Presence, spirtuality

Gifts of the Hands

Hard work is good for us. It teaches us the value of what we have and it builds character. My mother used to say, “Do something hard every day. It builds character.” There are so many things to learn and do in life–the world is full of a myriad of possibilities, and it’s satisfying to rise every day with a purpose set before you. Something I’ve been paying more attention to recently, though, is the need to let go of goals and take time to nurture being. Brian McLaren, in his book, Finding Our Way Again, the Return of the Ancient Practices, talks about seven ancient practices in the Abrahamic faith traditions: fixed-hour prayer, fasting, Sabbath, the sacred meal, pilgrimage, observance of sacred seasons, and giving. These life practices, McLaren calls humane practices, because they “help us practice being alive and humanely so. They develop not just character but also aliveness, alertness, wakefulness, and humanity.” Sometimes I get caught up in the pressures of goals I set for myself or the pressures or obligations I have or perceive I have related to work. Too often I let my mind dwell on this concern or that, then the pressures close in, and I fall into a place of forgetting that what happens in my life is not all up to me. If I can consciously accept limitations, and live with being incomplete, it can help me learn that I will never actually “arrive” in life. All of life is process, stretching, growing. My task is to grow more and more into myself. Inner fulfillment or satisfaction will not come through competition or through other’s vision of who I am or should be.

So, taking some time each day to purposefully go slow seems especially important when living in a fast paced or competitive environment. McLaren explains, “That’s why, through the ages, people have tried to find ways to tend themselves, to do for their souls what exercise does for the body, or study for the minds. Through these character exercises, they give birth to the person they are are proud of becoming, the person they are happy to be, the one who is trying to be born in them every day…Spiritual practices are actions within our power that help us narrow the gap…They are about not letting what happens to us deform us or destroy us…(They are) about realizing that what we earn or accumulate means nothing compared to who we are.”
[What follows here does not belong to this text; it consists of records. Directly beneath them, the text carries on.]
//! SMTP delivery through `lettre`.

use async_trait::async_trait;
use lettre::message::header::ContentType;
use lettre::message::Mailbox;
use lettre::transport::smtp::authentication::Credentials;
use lettre::{AsyncSmtpTransport, AsyncTransport, Message, Tokio1Executor};
use tracing::info;
use uuid::Uuid;

use crate::config::SmtpConfig;
use crate::core::{MailerError, MailerResult};
use crate::infra::transport::{MailTransport, OutgoingEmail, SendReceipt};

/// STARTTLS SMTP relay transport.
#[derive(Clone)]
pub struct SmtpMailTransport {
    mailer: AsyncSmtpTransport<Tokio1Executor>,
    host: String,
}

impl SmtpMailTransport {
    /// Build a relay transport from configuration.
    ///
    /// # Errors
    ///
    /// [`MailerError::Config`] if the relay host is rejected.
    pub fn from_config(config: &SmtpConfig) -> MailerResult<Self> {
        let mut builder = AsyncSmtpTransport::<Tokio1Executor>::starttls_relay(&config.host)
            .map_err(|e| MailerError::Config(format!("smtp relay {}: {e}", config.host)))?
            .port(config.port);
        if let (Some(user), Some(password)) = (&config.username, &config.password) {
            builder = builder.credentials(Credentials::new(user.clone(), password.clone()));
        }
        Ok(Self {
            mailer: builder.build(),
            host: config.host.clone(),
        })
    }
}

impl std::fmt::Debug for SmtpMailTransport {
    fn fmt(&self, f: &mut std::fmt::Formatter<'_>) -> std::fmt::Result {
        f.debug_struct("SmtpMailTransport")
            .field("host", &self.host)
            .finish_non_exhaustive()
    }
}

fn mailbox(raw: &str, role: &str) -> MailerResult<Mailbox> {
    raw.parse()
        .map_err(|e| MailerError::Transport(format!("invalid {role} address {raw}: {e}")))
}

#[async_trait]
impl MailTransport for SmtpMailTransport {
    async fn send(&self, email: OutgoingEmail) -> MailerResult<SendReceipt> {
        let message_id = format!("<{}@{}>", Uuid::new_v4(), self.host);
        let message = Message::builder()
            .from(mailbox(&email.from, "from")?)
            .to(mailbox(&email.to, "to")?)
            .subject(email.subject)
            .message_id(Some(message_id.clone()))
            .header(ContentType::TEXT_HTML)
            .body(email.html)
            .map_err(|e| MailerError::Transport(e.to_string()))?;

        self.mailer
            .send(message)
            .await
            .map_err(|e| MailerError::Transport(e.to_string()))?;

        info!(to = %email.to, message_id = %message_id, "email sent");
        Ok(SendReceipt { message_id })
    }
}
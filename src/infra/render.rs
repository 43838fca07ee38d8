//! Template rendering for subjects and bodies.
//!
//! Supports the tag subset used by the stored templates:
//!
//! - `<%= expr %>` inserts the HTML-escaped value
//! - `<%- expr %>` inserts the raw value
//! - `<%# ... %>` is a comment
//! - `<%%` emits a literal `<%`
//!
//! `expr` is a dotted field path, optionally followed by `||` fallbacks
//! (`first_name || "friend"`). Lookups go through [`SafeContext`], so an
//! unknown field renders as the empty string instead of failing.

use std::borrow::Cow;
use std::fs;
use std::path::Path;

use serde_json::{Map, Value};
use tracing::{debug, error};

use crate::core::{MailerError, MailerResult};

/// Context wrapper that resolves every missing lookup to an empty string.
#[derive(Debug, Clone, Copy)]
pub struct SafeContext<'a> {
    values: &'a Map<String, Value>,
}

impl<'a> SafeContext<'a> {
    /// Wrap a context object.
    pub const fn new(values: &'a Map<String, Value>) -> Self {
        Self { values }
    }

    /// Resolve a dotted path such as `member.first_name`.
    pub fn get(&self, path: &str) -> Option<&'a Value> {
        let mut segments = path.split('.');
        let mut current = self.values.get(segments.next()?)?;
        for segment in segments {
            current = match current {
                Value::Object(map) => map.get(segment)?,
                Value::Array(items) => items.get(segment.parse::<usize>().ok()?)?,
                _ => return None,
            };
        }
        Some(current)
    }

    /// Resolve `path` to display text; missing and null values are empty.
    pub fn lookup(&self, path: &str) -> Cow<'a, str> {
        self.get(path).map_or(Cow::Borrowed(""), display_value)
    }
}

fn display_value(value: &Value) -> Cow<'_, str> {
    match value {
        Value::Null => Cow::Borrowed(""),
        Value::String(s) => Cow::Borrowed(s),
        Value::Bool(b) => Cow::Owned(b.to_string()),
        Value::Number(n) => Cow::Owned(n.to_string()),
        Value::Array(items) => Cow::Owned(
            items
                .iter()
                .map(display_value)
                .collect::<Vec<_>>()
                .join(","),
        ),
        Value::Object(_) => Cow::Owned(value.to_string()),
    }
}

/// Renders subject patterns and body files against a JSON context.
#[derive(Debug, Clone, Copy, Default)]
pub struct TemplateRenderer;

impl TemplateRenderer {
    /// Create a renderer.
    pub const fn new() -> Self {
        Self
    }

    /// Render a pattern. Failures are logged and yield an empty string.
    pub fn render_string(&self, pattern: &str, context: &Map<String, Value>) -> String {
        match self.try_render_string(pattern, context) {
            Ok(rendered) => rendered,
            Err(e) => {
                error!(error = %e, "failed to render template string");
                String::new()
            }
        }
    }

    /// Render a template file. Failures are logged and yield an empty string.
    pub fn render_file(&self, path: &Path, context: &Map<String, Value>) -> String {
        match self.try_render_file(path, context) {
            Ok(rendered) => rendered,
            Err(e) => {
                error!(path = %path.display(), error = %e, "failed to render template file");
                String::new()
            }
        }
    }

    /// Render a pattern, reporting malformed tags.
    ///
    /// # Errors
    ///
    /// [`MailerError::Render`] for unterminated tags, scriptlets, or
    /// expressions outside the supported subset.
    pub fn try_render_string(
        &self,
        pattern: &str,
        context: &Map<String, Value>,
    ) -> MailerResult<String> {
        let ctx = SafeContext::new(context);
        let mut out = String::with_capacity(pattern.len());
        let mut rest = pattern;

        while let Some(start) = rest.find("<%") {
            out.push_str(&rest[..start]);
            let after_open = &rest[start + 2..];

            if let Some(literal) = after_open.strip_prefix('%') {
                out.push_str("<%");
                rest = literal;
                continue;
            }

            let Some(end) = after_open.find("%>") else {
                let offset = pattern.len() - rest.len() + start;
                return Err(MailerError::Render(format!("unterminated tag at offset {offset}")));
            };
            let tag = &after_open[..end];
            rest = &after_open[end + 2..];

            let body = tag.strip_suffix(['-', '_']).unwrap_or(tag);
            match body.chars().next() {
                Some('=') => out.push_str(&escape_html(&evaluate(&ctx, &body[1..])?)),
                Some('-') => out.push_str(&evaluate(&ctx, &body[1..])?),
                Some('#') => {}
                _ => {
                    return Err(MailerError::Render(format!(
                        "unsupported scriptlet `<%{tag}%>`"
                    )))
                }
            }
        }
        out.push_str(rest);
        Ok(out)
    }

    /// Render a template file, reporting missing files and malformed tags.
    ///
    /// # Errors
    ///
    /// [`MailerError::Render`] if the file is missing or malformed,
    /// [`MailerError::Io`] if it cannot be read.
    pub fn try_render_file(&self, path: &Path, context: &Map<String, Value>) -> MailerResult<String> {
        if !path.exists() {
            return Err(MailerError::Render(format!(
                "template file not found: {}",
                path.display()
            )));
        }
        let template = fs::read_to_string(path)?;
        let rendered = self.try_render_string(&template, context)?;
        debug!(path = %path.display(), bytes = rendered.len(), "rendered template file");
        Ok(rendered)
    }
}

fn evaluate<'a>(ctx: &SafeContext<'a>, expr: &str) -> MailerResult<Cow<'a, str>> {
    let mut last = Cow::Borrowed("");
    for alternative in expr.split("||").map(str::trim) {
        let value = if let Some(literal) = string_literal(alternative) {
            Cow::Owned(literal.to_string())
        } else if is_path(alternative) {
            ctx.lookup(alternative.strip_prefix("locals.").unwrap_or(alternative))
        } else {
            return Err(MailerError::Render(format!(
                "unsupported expression `{}`",
                expr.trim()
            )));
        };
        if !value.is_empty() {
            return Ok(value);
        }
        last = value;
    }
    Ok(last)
}

fn string_literal(expr: &str) -> Option<&str> {
    ['"', '\''].into_iter().find_map(|quote| {
        expr.strip_prefix(quote)
            .and_then(|inner| inner.strip_suffix(quote))
    })
}

fn is_path(expr: &str) -> bool {
    !expr.is_empty()
        && expr.split('.').all(|segment| {
            !segment.is_empty()
                && segment
                    .chars()
                    .all(|c| c.is_ascii_alphanumeric() || c == '_' || c == '$')
        })
}

/// Escape the characters HTML treats specially.
pub fn escape_html(input: &str) -> Cow<'_, str> {
    if !input.contains(['&', '<', '>', '"', '\'']) {
        return Cow::Borrowed(input);
    }
    let mut out = String::with_capacity(input.len() + 16);
    for c in input.chars() {
        match c {
            '&' => out.push_str("&amp;"),
            '<' => out.push_str("&lt;"),
            '>' => out.push_str("&gt;"),
            '"' => out.push_str("&#34;"),
            '\'' => out.push_str("&#39;"),
            other => out.push(other),
        }
    }
    Cow::Owned(out)
}

#[cfg(test)]
mod tests {
    use super::*;
    use serde_json::json;

    fn ctx(value: Value) -> Map<String, Value> {
        value.as_object().cloned().unwrap_or_default()
    }

    #[test]
    fn missing_field_renders_empty() {
        let out = TemplateRenderer::new()
            .try_render_string("Hi <%= first_name %>", &ctx(json!({"id": 1})))
            .unwrap();
        assert_eq!(out, "Hi ");
    }

    #[test]
    fn escaped_and_raw_output() {
        let context = ctx(json!({"name": "<b>Ada</b>"}));
        let renderer = TemplateRenderer::new();
        assert_eq!(
            renderer.try_render_string("<%= name %>", &context).unwrap(),
            "&lt;b&gt;Ada&lt;/b&gt;"
        );
        assert_eq!(renderer.try_render_string("<%- name %>", &context).unwrap(), "<b>Ada</b>");
    }

    #[test]
    fn fallbacks_comments_and_literals() {
        let context = ctx(json!({"first_name": "", "unit": {"name": "Media"}, "units": ["a", "b"]}));
        let renderer = TemplateRenderer::new();
        let out = renderer
            .try_render_string(
                "<%# greeting %>Dear <%= first_name || \"friend\" %> of <%= unit.name %> (<%= units %>) <%%",
                &context,
            )
            .unwrap();
        assert_eq!(out, "Dear friend of Media (a,b) <%");
    }

    #[test]
    fn malformed_tags_fail_softly() {
        let renderer = TemplateRenderer::new();
        let context = Map::new();
        assert!(renderer.try_render_string("Hi <%= name", &context).is_err());
        assert!(renderer.try_render_string("<% if (x) { %>", &context).is_err());
        assert_eq!(renderer.render_string("Hi <%= name", &context), "");
    }

    #[test]
    fn trim_markers_are_accepted() {
        let context = ctx(json!({"n": 3}));
        let out = TemplateRenderer::new()
            .try_render_string("<%= n -%>!", &context)
            .unwrap();
        assert_eq!(out, "3!");
    }
}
Married to someone who loves to cook, I’ve learned to understand how preparing food for others is an act of love. Years of practice making a zesty salsa with the perfect balance of tomatoes, onion, lemon and cilantro, or hours in the kitchen making foccacias to get the perfect texture in the bread, sewing up the deboned turkey and filling it with oyster, cornbread, nuts, celery and pomegranate stuffing–none of this is fast food. It’s not meant to be, and taking it slow–the physicality of slicing the tomatoes, cutting the nuts, getting your hands in the dough, moves food out of the realm of a commodity of something that is bought and paid for, and back into realm of relationship. Greens in your hands as you run them through the water, you think of those have grown the food, and you become aware of your interconnection to others, to the web of life itself–the force of life that blesses us over and over with the earth’s gifts.

Today in the middle of a very busy time, we took time to have a gathering at our house, and tonight we are preparing a turkey for a gathering of friends for a belated Thanksgiving dinner tomorrow. It can take years to make a good salsa or bean dip that makes people stand by your table for hours, but it’s a happy thing to notice when it happens. All week, all year we work hard, then we take time out to be with others, believing that somehow the rest of the work that’s pressing in and needs to be done we will somehow get done. We consciously choose to let time move slowly. The work can wait for a few hours or a day. Instead, we spend time pouring love into the food we make food to share with others, we spend time in the presence of friends.

Michael's focaccia
Michael’s focaccia

Feasting is a part of every culture and every religious tradition, but every day we can make our meals as a conscious act of connection to the earth and of gratitude for each other. Cooking a meal with the hands is a gift of love.